Start of SUPPLIED ENTRIES

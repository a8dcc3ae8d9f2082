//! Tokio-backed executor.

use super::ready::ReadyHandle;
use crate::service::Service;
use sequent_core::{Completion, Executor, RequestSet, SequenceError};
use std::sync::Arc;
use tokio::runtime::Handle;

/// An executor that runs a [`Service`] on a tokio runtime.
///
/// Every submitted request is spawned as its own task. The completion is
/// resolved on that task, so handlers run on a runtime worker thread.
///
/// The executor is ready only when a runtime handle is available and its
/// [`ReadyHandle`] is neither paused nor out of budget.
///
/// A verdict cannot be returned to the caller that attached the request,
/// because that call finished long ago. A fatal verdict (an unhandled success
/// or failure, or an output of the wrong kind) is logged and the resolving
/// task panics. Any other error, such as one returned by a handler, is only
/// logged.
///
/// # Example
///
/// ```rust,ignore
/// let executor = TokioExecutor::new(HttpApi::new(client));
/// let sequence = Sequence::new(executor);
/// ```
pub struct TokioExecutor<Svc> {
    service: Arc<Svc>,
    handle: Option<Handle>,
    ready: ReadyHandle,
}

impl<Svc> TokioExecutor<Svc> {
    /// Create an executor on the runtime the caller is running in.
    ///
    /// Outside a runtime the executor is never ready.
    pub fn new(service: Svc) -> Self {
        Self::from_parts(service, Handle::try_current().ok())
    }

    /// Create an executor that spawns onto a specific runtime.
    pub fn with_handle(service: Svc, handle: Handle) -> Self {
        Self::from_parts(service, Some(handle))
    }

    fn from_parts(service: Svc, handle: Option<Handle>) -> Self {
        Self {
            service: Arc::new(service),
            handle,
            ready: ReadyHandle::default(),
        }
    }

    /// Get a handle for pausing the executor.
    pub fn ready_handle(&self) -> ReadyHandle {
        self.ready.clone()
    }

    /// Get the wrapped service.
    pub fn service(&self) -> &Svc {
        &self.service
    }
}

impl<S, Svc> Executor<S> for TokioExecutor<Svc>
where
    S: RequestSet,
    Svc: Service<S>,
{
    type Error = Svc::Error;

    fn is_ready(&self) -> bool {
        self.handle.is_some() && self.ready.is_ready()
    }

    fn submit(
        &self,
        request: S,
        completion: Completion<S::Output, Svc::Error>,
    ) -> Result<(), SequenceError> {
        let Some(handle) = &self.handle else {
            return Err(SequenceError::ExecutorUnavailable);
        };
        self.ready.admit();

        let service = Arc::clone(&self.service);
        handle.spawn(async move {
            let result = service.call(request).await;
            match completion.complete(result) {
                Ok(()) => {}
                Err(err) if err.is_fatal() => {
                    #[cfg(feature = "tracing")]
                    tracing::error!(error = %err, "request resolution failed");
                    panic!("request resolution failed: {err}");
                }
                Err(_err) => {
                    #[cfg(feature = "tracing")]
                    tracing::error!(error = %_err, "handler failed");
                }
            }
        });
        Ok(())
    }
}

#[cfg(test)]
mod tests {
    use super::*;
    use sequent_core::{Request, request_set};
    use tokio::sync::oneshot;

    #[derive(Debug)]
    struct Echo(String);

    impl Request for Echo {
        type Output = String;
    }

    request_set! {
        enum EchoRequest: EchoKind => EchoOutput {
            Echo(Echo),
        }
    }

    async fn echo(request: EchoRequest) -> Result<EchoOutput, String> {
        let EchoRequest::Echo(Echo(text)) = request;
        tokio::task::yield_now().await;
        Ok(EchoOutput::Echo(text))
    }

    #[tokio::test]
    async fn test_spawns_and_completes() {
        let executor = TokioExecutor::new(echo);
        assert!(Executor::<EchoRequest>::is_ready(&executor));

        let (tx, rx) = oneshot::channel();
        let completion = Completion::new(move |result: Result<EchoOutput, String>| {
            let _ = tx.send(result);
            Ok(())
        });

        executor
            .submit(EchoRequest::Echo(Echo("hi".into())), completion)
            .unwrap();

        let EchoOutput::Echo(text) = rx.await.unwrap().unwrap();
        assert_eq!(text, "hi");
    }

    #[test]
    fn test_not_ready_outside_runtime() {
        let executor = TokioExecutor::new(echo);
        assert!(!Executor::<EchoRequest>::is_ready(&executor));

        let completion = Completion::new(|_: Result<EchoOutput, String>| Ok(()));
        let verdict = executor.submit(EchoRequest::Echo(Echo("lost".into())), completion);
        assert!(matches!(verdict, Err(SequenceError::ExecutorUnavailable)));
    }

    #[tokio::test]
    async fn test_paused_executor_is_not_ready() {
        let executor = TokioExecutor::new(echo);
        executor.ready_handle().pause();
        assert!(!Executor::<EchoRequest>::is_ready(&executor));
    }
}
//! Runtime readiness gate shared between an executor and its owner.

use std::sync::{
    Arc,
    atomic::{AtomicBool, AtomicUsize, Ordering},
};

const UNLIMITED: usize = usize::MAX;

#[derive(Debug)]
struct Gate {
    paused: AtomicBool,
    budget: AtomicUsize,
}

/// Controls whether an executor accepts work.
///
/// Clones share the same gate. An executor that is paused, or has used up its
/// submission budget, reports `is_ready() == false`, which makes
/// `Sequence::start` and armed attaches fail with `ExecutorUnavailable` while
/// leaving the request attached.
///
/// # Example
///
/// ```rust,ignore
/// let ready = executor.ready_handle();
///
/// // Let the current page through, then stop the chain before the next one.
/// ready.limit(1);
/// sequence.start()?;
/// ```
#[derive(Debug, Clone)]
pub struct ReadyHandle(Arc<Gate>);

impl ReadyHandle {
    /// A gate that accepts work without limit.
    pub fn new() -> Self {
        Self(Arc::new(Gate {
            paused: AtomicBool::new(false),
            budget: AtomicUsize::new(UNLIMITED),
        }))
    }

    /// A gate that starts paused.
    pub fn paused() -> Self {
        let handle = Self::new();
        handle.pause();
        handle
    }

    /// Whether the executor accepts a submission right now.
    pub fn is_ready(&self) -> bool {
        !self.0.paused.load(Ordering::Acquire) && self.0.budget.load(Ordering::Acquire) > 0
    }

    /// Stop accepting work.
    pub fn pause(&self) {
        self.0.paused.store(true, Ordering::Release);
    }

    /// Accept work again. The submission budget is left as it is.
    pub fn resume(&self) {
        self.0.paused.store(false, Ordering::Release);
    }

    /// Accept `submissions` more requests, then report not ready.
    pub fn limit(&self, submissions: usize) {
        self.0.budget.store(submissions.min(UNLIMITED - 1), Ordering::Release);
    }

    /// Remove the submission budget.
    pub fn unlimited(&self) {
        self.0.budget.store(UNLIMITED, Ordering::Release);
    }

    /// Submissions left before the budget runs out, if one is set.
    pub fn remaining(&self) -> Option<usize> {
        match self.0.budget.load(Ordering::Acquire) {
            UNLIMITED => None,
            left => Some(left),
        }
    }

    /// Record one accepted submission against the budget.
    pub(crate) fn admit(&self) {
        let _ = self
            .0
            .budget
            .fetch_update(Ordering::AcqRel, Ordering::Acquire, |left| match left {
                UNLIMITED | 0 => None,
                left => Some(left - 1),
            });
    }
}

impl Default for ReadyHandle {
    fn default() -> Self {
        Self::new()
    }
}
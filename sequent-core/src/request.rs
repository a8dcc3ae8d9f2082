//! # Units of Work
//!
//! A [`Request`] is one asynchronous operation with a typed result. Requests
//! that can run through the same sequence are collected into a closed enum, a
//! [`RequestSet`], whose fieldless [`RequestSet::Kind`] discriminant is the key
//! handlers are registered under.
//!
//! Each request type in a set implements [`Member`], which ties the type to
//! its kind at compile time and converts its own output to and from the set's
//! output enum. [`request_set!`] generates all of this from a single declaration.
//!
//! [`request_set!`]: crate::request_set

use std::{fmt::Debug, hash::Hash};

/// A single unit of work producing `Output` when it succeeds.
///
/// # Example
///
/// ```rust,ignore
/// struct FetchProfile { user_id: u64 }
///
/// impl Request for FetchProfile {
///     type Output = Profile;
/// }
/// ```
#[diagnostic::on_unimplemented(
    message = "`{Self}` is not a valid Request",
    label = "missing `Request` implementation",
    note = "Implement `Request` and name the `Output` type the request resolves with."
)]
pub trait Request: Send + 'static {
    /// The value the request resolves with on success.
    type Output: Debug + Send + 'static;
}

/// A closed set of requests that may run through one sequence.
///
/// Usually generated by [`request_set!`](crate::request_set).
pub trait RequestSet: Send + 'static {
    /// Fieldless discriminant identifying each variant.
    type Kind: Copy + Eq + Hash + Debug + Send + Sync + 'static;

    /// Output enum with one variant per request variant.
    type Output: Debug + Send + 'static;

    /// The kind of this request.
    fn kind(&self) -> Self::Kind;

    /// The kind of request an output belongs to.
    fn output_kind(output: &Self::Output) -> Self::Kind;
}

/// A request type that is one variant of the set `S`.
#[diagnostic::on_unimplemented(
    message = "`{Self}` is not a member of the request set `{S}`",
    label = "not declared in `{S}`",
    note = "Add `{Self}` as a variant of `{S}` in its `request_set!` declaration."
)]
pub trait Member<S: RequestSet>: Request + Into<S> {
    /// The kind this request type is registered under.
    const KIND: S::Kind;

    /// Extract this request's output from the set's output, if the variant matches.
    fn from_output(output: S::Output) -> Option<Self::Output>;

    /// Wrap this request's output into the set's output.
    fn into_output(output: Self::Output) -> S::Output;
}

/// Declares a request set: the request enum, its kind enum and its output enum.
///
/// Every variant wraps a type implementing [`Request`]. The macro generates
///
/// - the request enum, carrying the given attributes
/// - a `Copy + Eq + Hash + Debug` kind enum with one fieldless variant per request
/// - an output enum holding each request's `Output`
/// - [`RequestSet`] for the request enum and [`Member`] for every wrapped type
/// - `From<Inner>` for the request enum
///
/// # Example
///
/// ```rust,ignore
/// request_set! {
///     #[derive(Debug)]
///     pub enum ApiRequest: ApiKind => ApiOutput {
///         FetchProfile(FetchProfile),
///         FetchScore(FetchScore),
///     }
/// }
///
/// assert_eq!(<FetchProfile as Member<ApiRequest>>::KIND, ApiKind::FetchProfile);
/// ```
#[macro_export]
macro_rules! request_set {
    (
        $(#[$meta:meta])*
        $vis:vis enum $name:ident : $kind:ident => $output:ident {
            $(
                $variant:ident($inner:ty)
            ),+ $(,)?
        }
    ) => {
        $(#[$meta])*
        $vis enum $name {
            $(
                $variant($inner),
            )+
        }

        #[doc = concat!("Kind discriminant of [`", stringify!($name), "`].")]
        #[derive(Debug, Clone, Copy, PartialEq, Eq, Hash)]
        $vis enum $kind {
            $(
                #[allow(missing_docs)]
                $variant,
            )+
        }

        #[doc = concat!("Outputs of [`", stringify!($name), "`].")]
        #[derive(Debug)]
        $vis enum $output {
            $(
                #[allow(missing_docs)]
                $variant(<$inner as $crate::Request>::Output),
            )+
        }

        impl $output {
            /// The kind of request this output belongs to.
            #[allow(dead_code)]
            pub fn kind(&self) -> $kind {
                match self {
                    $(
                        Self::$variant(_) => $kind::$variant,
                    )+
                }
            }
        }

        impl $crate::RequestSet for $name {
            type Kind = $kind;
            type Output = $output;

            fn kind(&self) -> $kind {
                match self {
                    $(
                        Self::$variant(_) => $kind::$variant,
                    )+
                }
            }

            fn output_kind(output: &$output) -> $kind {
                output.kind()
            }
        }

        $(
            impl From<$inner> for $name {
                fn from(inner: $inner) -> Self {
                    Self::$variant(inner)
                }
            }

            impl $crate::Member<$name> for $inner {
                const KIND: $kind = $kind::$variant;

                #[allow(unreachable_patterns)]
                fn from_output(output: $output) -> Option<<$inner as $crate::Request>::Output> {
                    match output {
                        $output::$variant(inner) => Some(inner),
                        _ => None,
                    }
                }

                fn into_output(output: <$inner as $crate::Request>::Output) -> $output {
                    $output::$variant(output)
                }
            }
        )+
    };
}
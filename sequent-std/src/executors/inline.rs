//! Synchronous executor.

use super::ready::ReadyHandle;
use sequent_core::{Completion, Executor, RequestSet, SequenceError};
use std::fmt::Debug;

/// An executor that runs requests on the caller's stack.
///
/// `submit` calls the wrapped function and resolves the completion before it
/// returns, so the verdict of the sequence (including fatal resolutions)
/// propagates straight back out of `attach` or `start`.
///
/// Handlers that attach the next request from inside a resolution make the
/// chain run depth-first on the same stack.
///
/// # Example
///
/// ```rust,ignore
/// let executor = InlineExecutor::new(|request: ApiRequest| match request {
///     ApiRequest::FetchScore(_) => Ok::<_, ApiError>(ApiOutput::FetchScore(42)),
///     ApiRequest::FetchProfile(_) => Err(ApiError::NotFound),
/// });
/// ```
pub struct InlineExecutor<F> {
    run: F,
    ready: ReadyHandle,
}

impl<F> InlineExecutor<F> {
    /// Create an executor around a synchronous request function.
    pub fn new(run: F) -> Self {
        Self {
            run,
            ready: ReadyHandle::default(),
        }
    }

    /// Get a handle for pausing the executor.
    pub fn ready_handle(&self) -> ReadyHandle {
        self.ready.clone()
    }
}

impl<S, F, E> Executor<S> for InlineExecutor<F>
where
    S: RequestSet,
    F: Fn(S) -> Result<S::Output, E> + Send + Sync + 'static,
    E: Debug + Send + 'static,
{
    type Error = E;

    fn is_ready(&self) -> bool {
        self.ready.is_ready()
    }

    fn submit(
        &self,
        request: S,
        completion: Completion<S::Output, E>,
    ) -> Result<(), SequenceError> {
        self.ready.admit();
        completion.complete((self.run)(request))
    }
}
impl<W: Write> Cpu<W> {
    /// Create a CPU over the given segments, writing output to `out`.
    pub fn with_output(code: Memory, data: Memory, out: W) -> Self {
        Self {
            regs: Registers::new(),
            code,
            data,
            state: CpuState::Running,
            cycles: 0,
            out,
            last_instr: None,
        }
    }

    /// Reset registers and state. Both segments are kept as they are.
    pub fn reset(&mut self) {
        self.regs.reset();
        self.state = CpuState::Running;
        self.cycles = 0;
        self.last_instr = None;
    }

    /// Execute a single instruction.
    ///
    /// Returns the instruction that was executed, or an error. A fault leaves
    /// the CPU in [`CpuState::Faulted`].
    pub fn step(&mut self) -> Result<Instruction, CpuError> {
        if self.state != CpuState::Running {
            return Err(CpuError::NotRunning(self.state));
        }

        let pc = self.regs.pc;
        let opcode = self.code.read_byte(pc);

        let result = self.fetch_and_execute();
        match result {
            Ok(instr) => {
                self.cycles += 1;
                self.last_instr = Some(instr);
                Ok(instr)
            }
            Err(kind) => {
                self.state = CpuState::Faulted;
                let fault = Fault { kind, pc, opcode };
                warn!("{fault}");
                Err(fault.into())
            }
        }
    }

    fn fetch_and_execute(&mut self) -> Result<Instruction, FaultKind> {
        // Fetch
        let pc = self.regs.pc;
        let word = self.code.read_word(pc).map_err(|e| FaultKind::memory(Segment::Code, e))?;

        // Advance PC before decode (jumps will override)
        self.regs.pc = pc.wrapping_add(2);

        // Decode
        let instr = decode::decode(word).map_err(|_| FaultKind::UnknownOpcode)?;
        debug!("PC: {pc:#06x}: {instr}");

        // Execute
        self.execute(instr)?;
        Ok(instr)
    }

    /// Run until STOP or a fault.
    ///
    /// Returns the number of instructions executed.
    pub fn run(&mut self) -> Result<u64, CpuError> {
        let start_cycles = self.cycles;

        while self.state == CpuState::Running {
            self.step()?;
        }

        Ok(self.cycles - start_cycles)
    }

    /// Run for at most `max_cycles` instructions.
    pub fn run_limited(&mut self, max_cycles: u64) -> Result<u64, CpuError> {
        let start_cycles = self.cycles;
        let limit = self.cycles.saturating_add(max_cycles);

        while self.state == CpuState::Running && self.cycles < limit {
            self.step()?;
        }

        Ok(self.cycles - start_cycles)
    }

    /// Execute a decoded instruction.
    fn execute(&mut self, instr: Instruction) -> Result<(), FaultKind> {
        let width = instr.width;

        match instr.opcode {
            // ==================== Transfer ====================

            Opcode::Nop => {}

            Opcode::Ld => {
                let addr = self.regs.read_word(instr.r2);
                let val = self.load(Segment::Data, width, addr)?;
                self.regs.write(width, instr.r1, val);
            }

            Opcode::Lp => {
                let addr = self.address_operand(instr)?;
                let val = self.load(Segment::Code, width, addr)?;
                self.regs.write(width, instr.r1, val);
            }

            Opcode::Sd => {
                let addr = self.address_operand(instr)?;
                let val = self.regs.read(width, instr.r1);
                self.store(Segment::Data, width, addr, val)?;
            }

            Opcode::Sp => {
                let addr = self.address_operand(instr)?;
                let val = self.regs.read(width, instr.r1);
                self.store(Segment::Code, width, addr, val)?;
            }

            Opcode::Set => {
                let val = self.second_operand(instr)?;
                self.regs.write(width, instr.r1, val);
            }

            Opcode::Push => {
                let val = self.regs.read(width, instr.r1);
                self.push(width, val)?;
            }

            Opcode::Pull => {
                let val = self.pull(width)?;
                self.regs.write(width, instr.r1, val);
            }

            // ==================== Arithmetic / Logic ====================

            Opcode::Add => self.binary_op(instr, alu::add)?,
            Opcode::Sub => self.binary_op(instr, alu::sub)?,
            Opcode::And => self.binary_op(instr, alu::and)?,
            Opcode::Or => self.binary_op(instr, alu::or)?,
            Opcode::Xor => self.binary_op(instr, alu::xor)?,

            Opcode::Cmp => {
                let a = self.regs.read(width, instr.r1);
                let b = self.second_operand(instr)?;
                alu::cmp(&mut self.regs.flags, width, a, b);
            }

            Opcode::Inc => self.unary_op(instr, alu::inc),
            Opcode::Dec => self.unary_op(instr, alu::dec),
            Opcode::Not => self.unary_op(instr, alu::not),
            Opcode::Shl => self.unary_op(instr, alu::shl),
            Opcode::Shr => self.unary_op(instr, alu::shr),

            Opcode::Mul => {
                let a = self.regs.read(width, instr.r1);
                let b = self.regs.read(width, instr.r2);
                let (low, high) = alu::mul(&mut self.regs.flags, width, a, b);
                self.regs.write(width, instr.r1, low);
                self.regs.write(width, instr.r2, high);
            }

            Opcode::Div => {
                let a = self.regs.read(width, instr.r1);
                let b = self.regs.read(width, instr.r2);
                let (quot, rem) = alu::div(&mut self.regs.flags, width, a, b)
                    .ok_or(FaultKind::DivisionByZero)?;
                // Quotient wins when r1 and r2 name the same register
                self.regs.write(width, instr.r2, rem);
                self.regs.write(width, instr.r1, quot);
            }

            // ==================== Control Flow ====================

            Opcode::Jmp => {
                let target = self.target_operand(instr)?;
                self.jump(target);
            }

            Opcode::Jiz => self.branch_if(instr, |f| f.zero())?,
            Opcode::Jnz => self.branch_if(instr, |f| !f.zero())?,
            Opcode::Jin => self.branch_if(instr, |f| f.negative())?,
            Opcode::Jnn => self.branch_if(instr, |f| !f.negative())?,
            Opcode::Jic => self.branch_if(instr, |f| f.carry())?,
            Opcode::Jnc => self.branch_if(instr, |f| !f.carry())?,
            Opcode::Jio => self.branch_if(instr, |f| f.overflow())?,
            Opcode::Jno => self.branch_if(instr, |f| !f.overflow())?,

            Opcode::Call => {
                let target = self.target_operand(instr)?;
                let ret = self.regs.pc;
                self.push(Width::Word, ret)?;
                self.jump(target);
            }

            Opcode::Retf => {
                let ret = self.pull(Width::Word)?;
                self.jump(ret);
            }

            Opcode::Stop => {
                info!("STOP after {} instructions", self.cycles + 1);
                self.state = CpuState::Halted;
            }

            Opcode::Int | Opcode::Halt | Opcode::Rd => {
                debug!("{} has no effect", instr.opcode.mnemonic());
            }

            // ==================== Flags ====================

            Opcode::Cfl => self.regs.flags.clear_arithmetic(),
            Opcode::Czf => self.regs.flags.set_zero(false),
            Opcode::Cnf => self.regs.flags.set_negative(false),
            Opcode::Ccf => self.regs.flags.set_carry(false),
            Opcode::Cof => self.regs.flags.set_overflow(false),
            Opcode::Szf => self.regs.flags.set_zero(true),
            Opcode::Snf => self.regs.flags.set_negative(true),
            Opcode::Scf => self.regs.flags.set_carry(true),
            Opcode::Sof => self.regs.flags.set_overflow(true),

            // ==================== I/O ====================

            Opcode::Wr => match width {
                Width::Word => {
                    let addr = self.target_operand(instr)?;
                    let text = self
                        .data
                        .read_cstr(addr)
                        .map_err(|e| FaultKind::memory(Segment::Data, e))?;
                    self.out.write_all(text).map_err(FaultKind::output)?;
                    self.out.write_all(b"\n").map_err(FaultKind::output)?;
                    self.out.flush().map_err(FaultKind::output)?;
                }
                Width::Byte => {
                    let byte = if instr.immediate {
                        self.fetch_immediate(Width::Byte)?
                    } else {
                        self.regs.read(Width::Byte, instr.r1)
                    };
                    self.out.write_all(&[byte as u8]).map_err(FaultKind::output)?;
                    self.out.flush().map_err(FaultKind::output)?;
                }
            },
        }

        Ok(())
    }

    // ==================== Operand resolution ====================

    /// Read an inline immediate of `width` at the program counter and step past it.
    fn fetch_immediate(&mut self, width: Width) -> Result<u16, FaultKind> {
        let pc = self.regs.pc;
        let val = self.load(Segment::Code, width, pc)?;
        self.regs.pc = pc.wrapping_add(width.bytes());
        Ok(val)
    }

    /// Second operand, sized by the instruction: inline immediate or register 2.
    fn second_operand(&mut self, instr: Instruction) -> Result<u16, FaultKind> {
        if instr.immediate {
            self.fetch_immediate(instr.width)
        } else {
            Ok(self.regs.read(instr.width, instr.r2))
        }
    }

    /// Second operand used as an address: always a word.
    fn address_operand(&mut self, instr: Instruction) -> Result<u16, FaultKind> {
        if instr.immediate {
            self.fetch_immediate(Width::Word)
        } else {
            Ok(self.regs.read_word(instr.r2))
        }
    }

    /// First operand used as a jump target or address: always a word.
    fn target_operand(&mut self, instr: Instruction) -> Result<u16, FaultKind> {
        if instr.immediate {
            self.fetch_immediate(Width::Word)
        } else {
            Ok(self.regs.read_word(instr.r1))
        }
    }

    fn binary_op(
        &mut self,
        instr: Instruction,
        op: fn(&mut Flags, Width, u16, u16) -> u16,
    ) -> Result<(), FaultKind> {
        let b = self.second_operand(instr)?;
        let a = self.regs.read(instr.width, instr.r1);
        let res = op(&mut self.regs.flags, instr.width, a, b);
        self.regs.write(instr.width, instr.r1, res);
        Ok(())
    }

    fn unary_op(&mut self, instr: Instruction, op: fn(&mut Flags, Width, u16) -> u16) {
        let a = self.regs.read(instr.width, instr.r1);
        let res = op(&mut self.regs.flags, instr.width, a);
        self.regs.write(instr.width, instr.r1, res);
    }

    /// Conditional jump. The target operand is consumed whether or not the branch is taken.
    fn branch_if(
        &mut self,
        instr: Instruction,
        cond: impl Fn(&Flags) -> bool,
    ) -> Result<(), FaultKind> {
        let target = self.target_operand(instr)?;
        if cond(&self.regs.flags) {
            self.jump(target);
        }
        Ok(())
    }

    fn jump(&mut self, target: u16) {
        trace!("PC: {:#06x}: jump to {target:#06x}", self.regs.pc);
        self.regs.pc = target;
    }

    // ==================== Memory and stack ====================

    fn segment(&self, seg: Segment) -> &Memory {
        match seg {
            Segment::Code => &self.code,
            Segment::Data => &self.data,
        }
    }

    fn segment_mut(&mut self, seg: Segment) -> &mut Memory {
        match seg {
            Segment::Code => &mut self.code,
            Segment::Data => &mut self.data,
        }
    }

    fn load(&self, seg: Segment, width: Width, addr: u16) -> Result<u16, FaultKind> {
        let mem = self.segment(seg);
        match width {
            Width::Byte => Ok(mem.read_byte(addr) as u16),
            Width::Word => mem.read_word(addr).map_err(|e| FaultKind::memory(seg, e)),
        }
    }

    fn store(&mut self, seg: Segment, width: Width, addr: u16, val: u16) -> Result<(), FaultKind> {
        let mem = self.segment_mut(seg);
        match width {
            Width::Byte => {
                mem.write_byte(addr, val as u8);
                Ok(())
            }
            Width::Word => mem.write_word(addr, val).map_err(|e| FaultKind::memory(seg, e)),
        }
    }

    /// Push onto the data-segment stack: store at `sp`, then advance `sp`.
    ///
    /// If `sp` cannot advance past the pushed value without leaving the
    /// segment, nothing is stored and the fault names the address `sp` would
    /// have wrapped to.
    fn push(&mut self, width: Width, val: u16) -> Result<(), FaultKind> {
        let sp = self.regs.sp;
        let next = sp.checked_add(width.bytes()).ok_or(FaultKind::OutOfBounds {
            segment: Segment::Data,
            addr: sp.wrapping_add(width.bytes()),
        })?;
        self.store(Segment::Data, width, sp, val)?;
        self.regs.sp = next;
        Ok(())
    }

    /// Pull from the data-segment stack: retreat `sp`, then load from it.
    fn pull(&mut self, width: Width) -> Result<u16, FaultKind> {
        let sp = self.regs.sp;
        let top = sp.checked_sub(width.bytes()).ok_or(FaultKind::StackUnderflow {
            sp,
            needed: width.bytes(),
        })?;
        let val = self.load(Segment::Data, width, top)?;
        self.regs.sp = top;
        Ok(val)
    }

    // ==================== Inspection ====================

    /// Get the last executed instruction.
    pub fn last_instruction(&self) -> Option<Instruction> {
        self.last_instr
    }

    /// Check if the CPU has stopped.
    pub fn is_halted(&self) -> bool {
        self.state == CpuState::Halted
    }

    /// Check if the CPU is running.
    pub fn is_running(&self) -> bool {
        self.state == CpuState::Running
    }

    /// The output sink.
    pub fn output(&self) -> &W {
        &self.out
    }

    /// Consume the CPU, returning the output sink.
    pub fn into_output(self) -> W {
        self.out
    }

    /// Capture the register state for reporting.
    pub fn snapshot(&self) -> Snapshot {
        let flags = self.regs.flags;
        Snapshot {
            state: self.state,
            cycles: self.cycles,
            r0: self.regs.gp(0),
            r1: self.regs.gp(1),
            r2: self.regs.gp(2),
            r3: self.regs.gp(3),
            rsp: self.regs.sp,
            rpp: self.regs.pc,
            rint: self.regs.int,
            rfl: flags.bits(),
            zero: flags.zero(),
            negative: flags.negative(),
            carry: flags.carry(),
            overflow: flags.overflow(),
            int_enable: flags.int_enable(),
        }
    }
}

End of SUPPLIED ENTRIES

■ TRY IT
Every line in the data above that contains the word "next" should be copied.

■ TASK ANSWER
/// // Let the current page through, then stop the chain before the next one.
/// Handlers that attach the next request from inside a resolution make the
        let next = sp.checked_add(width.bytes()).ok_or(FaultKind::OutOfBounds {
        self.regs.sp = next;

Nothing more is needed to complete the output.